» TASK DESCRIPTION
Every line of the material below in which "GraphSnapper" shows up is to be located and copied.

» THE RECORDS

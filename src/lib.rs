//! Indoor positioning and navigation engine for pedestrians.
//!
//! Converts a stream of inertial samples, pedometer counts and periodic
//! Wi-Fi scans into a continuously updated pose on a known floorplan,
//! matches the pose to a walkable graph, routes to a destination and emits
//! turn-by-turn instructions with off-route rerouting.
//!
//! # Architecture
//!
//! The core is a pure, synchronous computation layer: every service takes
//! samples (with caller-supplied timestamps) in and returns event vectors
//! out. Nothing in the library spawns tasks, reads clocks or touches the
//! network, which is what makes recorded sessions replay bit-for-bit.
//!
//! Data flow:
//!
//! ```text
//! sensors/Wi-Fi -> PdrEngine + wifi_fix -> Kalman2D -> GraphSnapper
//!               -> Pose2D events -> NavigationService -> instructions
//! ```
//!
//! # Example
//!
//! ```no_run
//! use indoor_nav_rs::geometry::Point2;
//! use indoor_nav_rs::positioning::{PositioningConfig, PositioningService};
//! use indoor_nav_rs::store_map::{StoreGraph, StoreMap};
//!
//! let map = StoreMap::load("store.json").unwrap();
//! let graph = StoreGraph::new(map);
//! let mut positioning = PositioningService::new(
//!     graph,
//!     PositioningConfig {
//!         start: Point2::new(2.0, 14.0),
//!         ..Default::default()
//!     },
//! );
//! // feed samples; poses come back as events
//! ```

pub mod filters;
pub mod geometry;
pub mod nav;
pub mod pdr;
pub mod positioning;
pub mod sensor_health;
pub mod session_log;
pub mod sim;
pub mod store_map;
pub mod types;
pub mod wifi_fix;


// Re-export the types most callers touch
pub use filters::{Kalman2D, Kalman2DState};
pub use geometry::{
    bearing, heading_diff, low_pass_heading, project_point_to_segment, wrap_heading, Point2,
};
pub use nav::turn_by_turn::{
    build_maneuvers, format_next_instruction, route_progress, Maneuver, ManeuverType,
    RouteProgress,
};
pub use nav::{IndoorRoute, NavEvent, NavState, NavigationService, RerouteConfig};
pub use pdr::{PdrEngine, PdrStep, StepSource};
pub use positioning::{ConfidenceTier, PositioningConfig, PositioningEvent, PositioningService};
pub use sensor_health::{SensorHealth, SensorHealthTracker, SilenceThresholds, SourceHealth};
pub use session_log::{LiveStatus, RecordedSample, SessionExport};
pub use store_map::{
    shortest_path_from_point, AnchorSource, EdgeRef, GraphSnapper, MapLoadError, NodeType,
    PathResult, SnapConfig, SnapResult, StoreGraph, StoreMap, StoreMapAnchor, StoreMapEdge,
    StoreMapNode,
};
pub use types::{
    Acceleration, Attitude, DeviceMotionSample, MagSample, PedometerSample, Pose2D, PoseSource,
    RotationRate, WifiReading, WifiScan, WifiScanStatus,
};
pub use wifi_fix::{compute_fix, normalize_bssid, WifiFix};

» WORKED SOLUTION
//! sensors/Wi-Fi -> PdrEngine + wifi_fix -> Kalman2D -> GraphSnapper
    shortest_path_from_point, AnchorSource, EdgeRef, GraphSnapper, MapLoadError, NodeType,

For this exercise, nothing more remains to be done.